Kinder & Jugend / Kritik

Oskar und die Dame in Rosa

Ambrella Figurentheater & Theatrium Steinau im Fundus Theater
Oskar und die Dame in Rosa

Jesus hat seelisch nicht gelitten: Oma Rosa führt Oskar ins Reich der Religion.

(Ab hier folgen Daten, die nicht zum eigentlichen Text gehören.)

//! Play a small mixed graph on the default output device:
//! a sine group and a noise group on the main bus, with a reverb aux.

use mezcla_engine::{EngineConfig, Reverb, Source, System};
use std::sync::Arc;
use std::time::Duration;

fn main() -> mezcla_engine::Result<()> {
    let mut system = System::open(EngineConfig::default())?;
    let rate = system.sample_rate();

    let tones = system.create_group("tones");
    let noise = system.create_group("noise");

    let tone = Arc::new(Source::sine(440.0, 4.0, rate, 0.4));
    let hiss = Arc::new(Source::white_noise(4.0, rate, 0.05));
    system.add_to_group(&tones, Arc::clone(&tone))?;
    system.add_to_group(&noise, Arc::clone(&hiss))?;

    let main = system.create_bus("main");
    system.add_to_bus(&main, tones);
    system.add_to_bus(&main, noise);
    main.add_send("rev", 0.4);
    system.add_bus(main);

    let rev = system.create_bus("rev");
    rev.add_effect(Box::new(Reverb::new(rate)));
    system.add_aux_bus(rev);

    system.start()?;
    tone.play(0.2);
    hiss.play(1.0);

    for _ in 0..8 {
        std::thread::sleep(Duration::from_millis(500));
        let m = system.metrics();
        println!(
            "peak [{:.3} {:.3}]  rms [{:.3} {:.3}]  cpu {:.1}%  clips {}  underruns {}",
            m.peak[0], m.peak[1], m.rms[0], m.rms[1], m.cpu_usage, m.clip_count, m.underrun_count
        );
    }

    tone.stop(0.3);
    hiss.stop(0.3);
    std::thread::sleep(Duration::from_millis(500));
    system.close();
    Ok(())
}
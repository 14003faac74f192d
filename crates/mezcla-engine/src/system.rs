//! The owning aggregate: device, graph, workers, lifecycle.
//!
//! A [`System`] owns the routing graph, the handoff queue, the master
//! controls, the metrics, and the output device. `start` spawns the mixer
//! and output pump workers; `stop` drains them and recovers the device for
//! a later restart; `close` releases the device for good.

use crate::bus::Bus;
use crate::error::{Error, Result};
use crate::group::Group;
use crate::metrics::{Metrics, MetricsSnapshot};
use crate::mixer::{Graph, Master, Mixer};
use crate::queue::block_queue;
use crate::source::Source;
use mezcla_io::{AudioFileReader, CpalOutput, OutputDevice, StreamParams};
use std::path::Path;
use std::sync::Arc;
use std::sync::atomic::{AtomicBool, Ordering};
use std::sync::mpsc;
use std::thread::JoinHandle;
use std::time::Duration;

/// Master limiter settings.
#[derive(Debug, Clone, Copy)]
pub struct LimiterConfig {
    /// Whether the hard clip is applied to the master block.
    pub enabled: bool,
    /// Clip bound in (0.0, 1.0].
    pub threshold: f32,
}

impl Default for LimiterConfig {
    fn default() -> Self {
        Self {
            enabled: true,
            threshold: 1.0,
        }
    }
}

/// Engine configuration.
#[derive(Debug, Clone)]
pub struct EngineConfig {
    /// Engine sample rate in Hz; every source must match it.
    pub sample_rate: u32,
    /// Frames per mixed block.
    pub period: usize,
    /// Capacity of the mixer-to-pump handoff queue, in blocks.
    pub queue_blocks: usize,
    /// Initial master volume in [0.0, 2.0].
    pub master_volume: f32,
    /// Master limiter settings.
    pub limiter: LimiterConfig,
    /// Partial output device name for [`System::open`], or `None` for the
    /// system default.
    pub output_device: Option<String>,
}

impl Default for EngineConfig {
    fn default() -> Self {
        Self {
            sample_rate: 44100,
            period: 1024,
            queue_blocks: 64,
            master_volume: 1.0,
            limiter: LimiterConfig::default(),
            output_device: None,
        }
    }
}

/// System lifecycle states.
#[derive(Debug, Clone, Copy, PartialEq, Eq)]
pub enum Lifecycle {
    /// Constructed, never started.
    Fresh,
    /// Workers are live.
    Running,
    /// Stopped after running; can start again.
    Paused,
    /// Device released. Terminal.
    Closed,
}

/// How long workers wait on the queue before re-checking the running flag.
const POLL_INTERVAL: Duration = Duration::from_millis(50);

/// Clears the running flag when a worker exits, normally or by panic, so
/// the peer worker drains too.
struct RunningGuard(Arc<AtomicBool>);

impl Drop for RunningGuard {
    fn drop(&mut self) {
        if std::thread::panicking() {
            tracing::error!("audio worker panicked; shutting the engine down");
        }
        self.0.store(false, Ordering::SeqCst);
    }
}

/// The mixing engine.
pub struct System {
    config: EngineConfig,
    graph: Arc<Graph>,
    master: Arc<Master>,
    metrics: Arc<Metrics>,
    running: Arc<AtomicBool>,
    lifecycle: Lifecycle,
    device: Option<Box<dyn OutputDevice>>,
    mixer_worker: Option<JoinHandle<()>>,
    pump_worker: Option<JoinHandle<()>>,
    device_return: Option<mpsc::Receiver<Box<dyn OutputDevice>>>,
}

impl System {
    /// Build a system over an explicit output device.
    pub fn new(config: EngineConfig, device: Box<dyn OutputDevice>) -> Self {
        let master = Master::new(
            config.master_volume,
            config.limiter.enabled,
            config.limiter.threshold,
        );
        Self {
            graph: Arc::new(Graph::new()),
            master: Arc::new(master),
            metrics: Arc::new(Metrics::new()),
            running: Arc::new(AtomicBool::new(false)),
            lifecycle: Lifecycle::Fresh,
            device: Some(device),
            mixer_worker: None,
            pump_worker: None,
            device_return: None,
            config,
        }
    }

    /// Build a system over the cpal device named in the config.
    pub fn open(config: EngineConfig) -> Result<Self> {
        let device = CpalOutput::open(StreamParams {
            sample_rate: config.sample_rate,
            period: config.period as u32,
            channels: 2,
            device_name: config.output_device.clone(),
        })?;
        Ok(Self::new(config, Box::new(device)))
    }

    /// Engine sample rate in Hz.
    pub fn sample_rate(&self) -> u32 {
        self.config.sample_rate
    }

    /// Frames per mixed block.
    pub fn period(&self) -> usize {
        self.config.period
    }

    /// Current lifecycle state.
    pub fn lifecycle(&self) -> Lifecycle {
        self.lifecycle
    }

    // ── Lifecycle ───────────────────────────────────────────────────────

    /// Spawn the mixer and output pump. Idempotent while running.
    pub fn start(&mut self) -> Result<()> {
        match self.lifecycle {
            Lifecycle::Closed => return Err(Error::Closed),
            Lifecycle::Running => return Ok(()),
            Lifecycle::Fresh | Lifecycle::Paused => {}
        }
        let device = self
            .device
            .take()
            .ok_or_else(|| Error::Audio("output device unavailable".into()))?;

        let (producer, consumer) = block_queue(self.config.queue_blocks, self.config.period * 2);
        self.running.store(true, Ordering::SeqCst);

        let mut mixer = Mixer::new(
            Arc::clone(&self.graph),
            Arc::clone(&self.master),
            Arc::clone(&self.metrics),
            self.config.sample_rate,
            self.config.period,
        );
        let running = Arc::clone(&self.running);
        let mixer_worker = std::thread::Builder::new()
            .name("mezcla-mixer".into())
            .spawn(move || {
                let _guard = RunningGuard(Arc::clone(&running));
                while running.load(Ordering::SeqCst) {
                    let Some(mut block) = producer.begin(POLL_INTERVAL) else {
                        continue;
                    };
                    mixer.mix_block(&mut block);
                    if !producer.commit(block) {
                        break;
                    }
                }
            })
            .map_err(|e| Error::Audio(e.to_string()))?;

        let running = Arc::clone(&self.running);
        let metrics = Arc::clone(&self.metrics);
        let (return_tx, return_rx) = mpsc::channel();
        let pump_worker = std::thread::Builder::new()
            .name("mezcla-pump".into())
            .spawn(move || {
                let _guard = RunningGuard(Arc::clone(&running));
                let mut device = device;
                while running.load(Ordering::SeqCst) {
                    let Some(block) = consumer.next(POLL_INTERVAL) else {
                        continue;
                    };
                    if let Err(e) = device.write(&block) {
                        metrics.record_underrun();
                        tracing::warn!(error = %e, "output write failed; block dropped");
                    }
                    consumer.recycle(block);
                }
                let _ = return_tx.send(device);
            })
            .map_err(|e| Error::Audio(e.to_string()))?;

        self.mixer_worker = Some(mixer_worker);
        self.pump_worker = Some(pump_worker);
        self.device_return = Some(return_rx);
        self.lifecycle = Lifecycle::Running;
        tracing::info!(
            sample_rate = self.config.sample_rate,
            period = self.config.period,
            "audio system started"
        );
        Ok(())
    }

    /// Clear the running flag, drain both workers, and recover the device.
    pub fn stop(&mut self) {
        if self.lifecycle != Lifecycle::Running {
            return;
        }
        self.running.store(false, Ordering::SeqCst);
        if let Some(worker) = self.mixer_worker.take() {
            let _ = worker.join();
        }
        if let Some(worker) = self.pump_worker.take() {
            let _ = worker.join();
        }
        if let Some(return_rx) = self.device_return.take()
            && let Ok(device) = return_rx.recv()
        {
            self.device = Some(device);
        }
        self.lifecycle = Lifecycle::Paused;
        tracing::info!("audio system stopped");
    }

    /// Stop if needed and release the device. Terminal.
    pub fn close(&mut self) {
        if self.lifecycle == Lifecycle::Closed {
            return;
        }
        self.stop();
        if let Some(mut device) = self.device.take() {
            device.close();
        }
        self.lifecycle = Lifecycle::Closed;
        tracing::info!("audio system closed");
    }

    // ── Graph construction ──────────────────────────────────────────────

    /// Create a group at the engine rate (not yet routed anywhere).
    pub fn create_group(&self, id: &str) -> Arc<Group> {
        Group::new(id, self.config.sample_rate)
    }

    /// Create a bus at the engine rate (not yet registered).
    pub fn create_bus(&self, id: &str) -> Arc<Bus> {
        Bus::new(id, self.config.sample_rate)
    }

    /// Register a main bus; it is walked in registration order.
    pub fn add_bus(&self, bus: Arc<Bus>) {
        self.graph.buses.lock().push(bus);
    }

    /// Remove a main bus by id. Returns whether it existed.
    pub fn remove_bus(&self, id: &str) -> bool {
        let mut buses = self.graph.buses.lock();
        let before = buses.len();
        buses.retain(|b| b.id() != id);
        buses.len() != before
    }

    /// Main buses in walk order.
    pub fn buses(&self) -> Vec<Arc<Bus>> {
        self.graph.buses.lock().clone()
    }

    /// Register an aux bus under its own id. Aux buses receive send signal
    /// only and are never walked as main buses.
    pub fn add_aux_bus(&self, bus: Arc<Bus>) {
        self.graph.aux.lock().insert(bus.id().to_string(), bus);
    }

    /// Remove an aux bus by id. Returns whether it existed.
    pub fn remove_aux_bus(&self, id: &str) -> bool {
        self.graph.aux.lock().remove(id).is_some()
    }

    /// Look up an aux bus by id.
    pub fn aux_bus(&self, id: &str) -> Option<Arc<Bus>> {
        self.graph.aux.lock().get(id).cloned()
    }

    /// Append `group` to `bus`.
    pub fn add_to_bus(&self, bus: &Bus, group: Arc<Group>) {
        bus.add_group(group);
    }

    /// Append `source` to `group`, refusing sources whose native rate
    /// differs from the engine rate.
    pub fn add_to_group(&self, group: &Group, source: Arc<Source>) -> Result<()> {
        if source.sample_rate() != self.config.sample_rate {
            return Err(Error::SampleRateMismatch {
                source_rate: source.sample_rate(),
                engine: self.config.sample_rate,
            });
        }
        group.add_source(source);
        Ok(())
    }

    // ── Source factories ────────────────────────────────────────────────

    /// Load an audio file as a source. With `stream` the file is opened
    /// for chunked decoding through a ring buffer; otherwise it is decoded
    /// fully into memory (downmixed and peak-normalized).
    ///
    /// An empty `id` gets an auto-generated one. Files whose native rate
    /// differs from the engine rate are refused.
    pub fn load_audio<P: AsRef<Path>>(&self, path: P, id: &str, stream: bool) -> Result<Arc<Source>> {
        if self.lifecycle == Lifecycle::Closed {
            return Err(Error::Closed);
        }
        let source = if stream {
            let reader = AudioFileReader::open(path)?;
            if reader.sample_rate() != self.config.sample_rate {
                return Err(Error::SampleRateMismatch {
                    source_rate: reader.sample_rate(),
                    engine: self.config.sample_rate,
                });
            }
            Source::stream(id, reader, self.config.period)
        } else {
            let decoded = mezcla_io::load_audio(path)?;
            if decoded.sample_rate != self.config.sample_rate {
                return Err(Error::SampleRateMismatch {
                    source_rate: decoded.sample_rate,
                    engine: self.config.sample_rate,
                });
            }
            Source::from_decoded(id, &decoded)
        };
        Ok(Arc::new(source))
    }

    // ── Observation ─────────────────────────────────────────────────────

    /// Find a source anywhere in the graph by id.
    pub fn find_source(&self, id: &str) -> Option<Arc<Source>> {
        let buses = self.buses();
        for bus in buses {
            for group in bus.groups() {
                if let Some(source) = group.find_source(id) {
                    return Some(source);
                }
            }
        }
        let aux: Vec<_> = self.graph.aux.lock().values().cloned().collect();
        for bus in aux {
            for group in bus.groups() {
                if let Some(source) = group.find_source(id) {
                    return Some(source);
                }
            }
        }
        None
    }

    /// Every source in the graph, main buses first.
    pub fn list_all_sources(&self) -> Vec<Arc<Source>> {
        let mut sources = Vec::new();
        for bus in self.buses() {
            for group in bus.groups() {
                sources.extend(group.sources());
            }
        }
        let aux: Vec<_> = self.graph.aux.lock().values().cloned().collect();
        for bus in aux {
            for group in bus.groups() {
                sources.extend(group.sources());
            }
        }
        sources
    }

    /// Current metrics.
    pub fn metrics(&self) -> MetricsSnapshot {
        self.metrics.snapshot()
    }

    /// Zero the metrics.
    pub fn reset_metrics(&self) {
        self.metrics.reset();
    }

    /// Set the master volume, clamped to [0.0, 2.0].
    pub fn set_master_volume(&self, volume: f32) {
        self.master.set_volume(volume);
    }

    /// Current master volume.
    pub fn master_volume(&self) -> f32 {
        self.master.volume()
    }

    /// Configure the master limiter; the threshold clamps into (0.0, 1.0].
    pub fn set_limiter(&self, enabled: bool, threshold: f32) {
        self.master.set_limiter(enabled, threshold);
    }
}

impl Drop for System {
    fn drop(&mut self) {
        self.close();
    }
}
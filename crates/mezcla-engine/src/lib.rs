//! Mezcla Engine - real-time audio mixing.
//!
//! The engine mixes many concurrently playing sources through a
//! hierarchical routing graph, one block per period:
//!
//! ```text
//! sources -> groups -> buses --(sends)--> aux buses
//!                         \                   |
//!                          +--> master <------+--> limiter -> output pump
//! ```
//!
//! - [`Source`] - in-memory clips, disk streams, generated signals, each
//!   with play/pause/seek/fade/loop/speed controls
//! - [`Group`] / [`Bus`] - fader/effect nodes with solo/mute; buses carry
//!   named send levels into aux buses
//! - [`System`] - the owning aggregate: device, workers, master volume,
//!   limiter, metrics, lifecycle
//!
//! # Quick Start
//!
//! ```rust,no_run
//! use mezcla_engine::{EngineConfig, Source, System};
//! use std::sync::Arc;
//!
//! let mut system = System::open(EngineConfig::default())?;
//! let group = system.create_group("tones");
//! let bus = system.create_bus("main");
//!
//! let tone = Arc::new(Source::sine(440.0, 2.0, system.sample_rate(), 0.5));
//! system.add_to_group(&group, Arc::clone(&tone))?;
//! system.add_to_bus(&bus, group);
//! system.add_bus(bus);
//!
//! system.start()?;
//! tone.play(0.1);
//! # Ok::<(), mezcla_engine::Error>(())
//! ```
//!
//! # Concurrency
//!
//! Two long-lived workers (mixer and output pump) cooperate through a
//! bounded, recycled block queue; control calls may come from any thread
//! and serialize on the mutated node's own mutex. The mixer takes the
//! same per-node locks when it walks the graph, so a node is never seen
//! half-mutated, though there is no cross-node atomicity.

mod bus;
mod error;
mod group;
mod metrics;
mod mixer;
mod queue;
mod source;
mod stream_buffer;
mod strip;
mod system;

pub use bus::Bus;
pub use error::{Error, Result};
pub use group::Group;
pub use metrics::MetricsSnapshot;
pub use source::{PlaybackState, Source};
pub use system::{EngineConfig, Lifecycle, LimiterConfig, System};

// Re-export the pieces callers need to build graphs and effect chains
// without depending on every workspace crate directly.
pub use mezcla_core::{BlockEffect, FilterKind, ModParams};
pub use mezcla_effects::{Compressor, Delay, EqFilter, Reverb};
pub use mezcla_io::{OutputDevice, SinkCollector, SinkOutput};
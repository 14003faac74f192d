//! Dynamics compressor with a per-sample envelope follower.
//!
//! When the envelope exceeds `threshold` the output level follows
//! `threshold + (env - threshold) / ratio`, i.e. a 1/ratio slope above the
//! knee in the linear domain.

use mezcla_core::{BlockEffect, EnvelopeFollower, ModParams};

/// Dynamics compressor.
///
/// ## Parameters
///
/// | Name | Range | Default |
/// |------|-------|---------|
/// | `threshold` | 0.001–1.0 (linear) | 0.5 |
/// | `ratio` | 1.0–20.0 | 4.0 |
/// | `attack` | 0.0001–0.5 s | 0.01 |
/// | `release` | 0.001–2.0 s | 0.1 |
pub struct Compressor {
    params: ModParams,
    follower_l: EnvelopeFollower,
    follower_r: EnvelopeFollower,
    /// Attack/release currently installed in the followers.
    cached_times: (f32, f32),
}

impl Compressor {
    /// Create a compressor at the given engine rate with default parameters.
    pub fn new(sample_rate: u32) -> Self {
        let attack = 0.01;
        let release = 0.1;
        Self {
            params: ModParams::new(&[
                ("threshold", 0.5),
                ("ratio", 4.0),
                ("attack", attack),
                ("release", release),
            ]),
            follower_l: EnvelopeFollower::new(sample_rate as f32, attack, release),
            follower_r: EnvelopeFollower::new(sample_rate as f32, attack, release),
            cached_times: (attack, release),
        }
    }

    #[inline]
    fn process_channel(
        follower: &mut EnvelopeFollower,
        block: &mut [f32],
        threshold: f32,
        ratio: f32,
    ) {
        for sample in block.iter_mut() {
            let x = *sample;
            let env = follower.process(x);
            if env > threshold {
                let reduced = threshold + (env - threshold) / ratio;
                *sample = x * (reduced / env);
            }
        }
    }
}

impl BlockEffect for Compressor {
    fn name(&self) -> &'static str {
        "compressor"
    }

    fn process_block(&mut self, left: &mut [f32], right: &mut [f32]) {
        let threshold = self.params.value("threshold").clamp(0.001, 1.0);
        let ratio = self.params.value("ratio").clamp(1.0, 20.0);
        let attack = self.params.value("attack").clamp(0.0001, 0.5);
        let release = self.params.value("release").clamp(0.001, 2.0);

        if (attack, release) != self.cached_times {
            self.follower_l.set_times(attack, release);
            self.follower_r.set_times(attack, release);
            self.cached_times = (attack, release);
        }

        Self::process_channel(&mut self.follower_l, left, threshold, ratio);
        Self::process_channel(&mut self.follower_r, right, threshold, ratio);

        self.params.advance(left.len() as u64);
    }

    fn reset(&mut self) {
        self.follower_l.reset();
        self.follower_r.reset();
    }

    fn params_mut(&mut self) -> Option<&mut ModParams> {
        Some(&mut self.params)
    }
}
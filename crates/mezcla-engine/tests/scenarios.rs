//! End-to-end scenarios: a full system over an in-memory sink, driven by
//! the real mixer and output pump workers.

use mezcla_engine::{
    EngineConfig, EqFilter, FilterKind, LimiterConfig, PlaybackState, SinkCollector, SinkOutput,
    Source, System,
};
use std::sync::Arc;
use std::time::{Duration, Instant};

const RATE: u32 = 44100;
const PERIOD: usize = 1024;

fn test_system(limiter: LimiterConfig) -> (System, SinkCollector) {
    let sink = SinkOutput::new();
    let collector = sink.collector();
    let config = EngineConfig {
        sample_rate: RATE,
        period: PERIOD,
        queue_blocks: 8,
        limiter,
        ..EngineConfig::default()
    };
    (System::new(config, Box::new(sink)), collector)
}

fn limiter_off() -> LimiterConfig {
    LimiterConfig {
        enabled: false,
        threshold: 1.0,
    }
}

fn wait_for_blocks(collector: &SinkCollector, count: usize) {
    let deadline = Instant::now() + Duration::from_secs(10);
    while collector.block_count() < count {
        assert!(
            Instant::now() < deadline,
            "timed out waiting for {count} blocks (have {})",
            collector.block_count()
        );
        std::thread::sleep(Duration::from_millis(1));
    }
}

fn block_peak(block: &[f32]) -> f32 {
    block.iter().fold(0.0f32, |p, s| p.max(s.abs()))
}

/// Route one source through a fresh group and bus into the system.
fn route_single(system: &System, source: &Arc<Source>) {
    let group = system.create_group("");
    system.add_to_group(&group, Arc::clone(source)).unwrap();
    let bus = system.create_bus("");
    system.add_to_bus(&bus, group);
    system.add_bus(bus);
}

#[test]
fn s1_empty_system_emits_silent_blocks() {
    let (mut system, collector) = test_system(limiter_off());
    system.start().unwrap();
    wait_for_blocks(&collector, 3);
    system.close();

    let blocks = collector.blocks();
    assert!(blocks.len() >= 3);
    for block in &blocks {
        assert_eq!(block.len(), PERIOD * 2, "block shape");
        assert!(block.iter().all(|&s| s == 0.0));
    }
    let metrics = system.metrics();
    assert_eq!(metrics.peak, [0.0; 2]);
    assert_eq!(metrics.rms, [0.0; 2]);
    assert_eq!(metrics.clip_count, 0);
}

#[test]
fn s2_sine_plays_through_and_stops() {
    let (mut system, collector) = test_system(limiter_off());
    let source = Arc::new(Source::sine(441.0, 1.0, RATE, 0.5));
    route_single(&system, &source);

    source.play(0.0);
    system.start().unwrap();

    // 44100 frames = 43 full blocks plus 68 frames of block 43.
    wait_for_blocks(&collector, 45);
    let deadline = Instant::now() + Duration::from_secs(5);
    while source.state() != PlaybackState::Stopped {
        assert!(Instant::now() < deadline, "source never stopped");
        std::thread::sleep(Duration::from_millis(1));
    }
    system.close();

    let blocks = collector.blocks();
    for (i, block) in blocks.iter().take(44).enumerate() {
        let peak = block_peak(block);
        assert!(
            (peak - 0.5).abs() < 1e-3,
            "block {i} peak {peak}, expected ~0.5"
        );
    }
    assert_eq!(block_peak(&blocks[44]), 0.0, "silence after the source ends");
}

#[test]
fn s3_fade_in_ramps_block_peaks() {
    let (mut system, collector) = test_system(limiter_off());
    let source = Arc::new(Source::sine(441.0, 1.0, RATE, 0.5));
    route_single(&system, &source);

    source.play(0.1); // 4410-sample ramp
    system.start().unwrap();
    wait_for_blocks(&collector, 8);
    system.close();

    let blocks = collector.blocks();
    let peaks: Vec<f32> = blocks.iter().take(8).map(|b| block_peak(b)).collect();

    assert!(peaks[0] < 1e-6, "first block starts at the ramp origin");
    for w in peaks.windows(2).take(5) {
        assert!(w[1] >= w[0] - 1e-6, "peaks rise through the fade: {peaks:?}");
    }
    // Block 5 starts past frame 4410: the ramp is done.
    assert!((peaks[5] - 0.5).abs() < 1e-3, "full level after the fade");
}

#[test]
fn s4_mute_and_solo_select_buses() {
    // Bus A: 441 Hz at 0.4. Bus B: 882 Hz at 0.2. Both loop forever.
    let build = |mute_a: bool, solo_a: bool, solo_b: bool| {
        let (mut system, collector) = test_system(limiter_off());
        for (freq, amp, mute, solo) in [
            (441.0, 0.4, mute_a, solo_a),
            (882.0, 0.2, false, solo_b),
        ] {
            let source = Arc::new(Source::sine(freq, 1.0, RATE, amp));
            source.set_loop(true, 0, None);
            source.play(0.0);
            let group = system.create_group("");
            system.add_to_group(&group, source).unwrap();
            let bus = system.create_bus("");
            bus.set_mute(mute);
            bus.set_solo(solo);
            system.add_to_bus(&bus, group);
            system.add_bus(bus);
        }
        system.start().unwrap();
        wait_for_blocks(&collector, 4);
        system.close();
        collector.blocks()
    };

    // Mute A: only B is audible.
    let blocks = build(true, false, false);
    assert!((block_peak(&blocks[1]) - 0.2).abs() < 1e-3);

    // Solo A: B is suppressed.
    let blocks = build(false, true, false);
    assert!((block_peak(&blocks[1]) - 0.4).abs() < 1e-3);

    // Solo both: both contribute.
    let blocks = build(false, true, true);
    assert!(block_peak(&blocks[1]) > 0.41);
}

#[test]
fn s5_limiter_bounds_and_clips_are_counted() {
    let (mut system, collector) = test_system(LimiterConfig {
        enabled: true,
        threshold: 0.95,
    });
    let source = Arc::new(Source::sine(441.0, 1.0, RATE, 0.5));
    source.set_loop(true, 0, None);
    route_single(&system, &source);
    system.set_master_volume(3.0); // clamps to 2.0: pre-limiter peak hits 1.0

    source.play(0.0);
    system.start().unwrap();
    wait_for_blocks(&collector, 6);
    system.close();

    let blocks = collector.blocks();
    for block in &blocks {
        assert!(block.iter().all(|&s| s.abs() <= 0.95 + 1e-6));
    }
    // Every mixed block carries a full-scale crest, so every block clips.
    assert!(system.metrics().clip_count >= blocks.len() as u64 - 1);
}

#[test]
fn s6_send_into_unity_aux_doubles_the_dry_signal() {
    let (mut system, collector) = test_system(limiter_off());
    let source = Arc::new(Source::sine(441.0, 1.0, RATE, 0.25));
    source.set_loop(true, 0, None);

    let group = system.create_group("");
    system.add_to_group(&group, Arc::clone(&source)).unwrap();
    let bus = system.create_bus("main");
    system.add_to_bus(&bus, group);
    bus.add_send("rev", 1.0);
    system.add_bus(bus);

    // A zero-gain EQ is a bit-exact unity effect.
    let aux = system.create_bus("rev");
    aux.add_effect(Box::new(EqFilter::new(RATE, FilterKind::Lowpass)));
    system.add_aux_bus(aux);

    source.play(0.0);
    system.start().unwrap();
    wait_for_blocks(&collector, 3);
    system.close();

    let blocks = collector.blocks();
    let step = 2.0 * std::f32::consts::PI * 441.0 / RATE as f32;
    for (b, block) in blocks.iter().take(3).enumerate() {
        for n in 0..PERIOD {
            let frame = (b * PERIOD + n) as f32;
            let dry = 0.25 * (step * frame).sin();
            let expected = 2.0 * dry;
            assert!(
                (block[2 * n] - expected).abs() < 1e-6,
                "block {b} frame {n}: {} vs {expected}",
                block[2 * n]
            );
        }
    }
}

Text: Sören Ingwersen | Foto: Omani Frei

Wie ein Geist schwebt der kleine Junge hinter der Projektionswand im schwarzen Raum. Vor ihm rieseln Schneeflocken aus Licht zu Boden, während Oma Rosa von ihrem Schützling Abschied nimmt. Das Ende des Puppentheaterstücks „Oskar und die Dame in Rosa“ nach einer Erzählung von Eric-Emmanuel Schmitt ist dem Zuschauer von Beginn an klar: Der zehnjährige Oskar wird sterben, denn er leidet an Leukämie. Seine Eltern wenden sich im Schmerz von ihm ab. Nur eine alte Dame, die im Krankenhaus ehrenamtlich Kinder betreut, kann Oskars Vertrauen gewinnen. Er nennt sie Oma Rosa. Zwischen beiden entspinnt sich ein Gespräch über Dinge, die Oskars Herz bewegen: die ebenfalls totkranke Peggy-Blue, in die er sich verliebt hat, den feisten Jungen „Popcorn“, der ihn ständig schikaniert, und Gott, an den Oskar zuerst nicht glaubt, dem er aber – auf Oma Rosas Anraten hin – mehrere Briefe schreibt.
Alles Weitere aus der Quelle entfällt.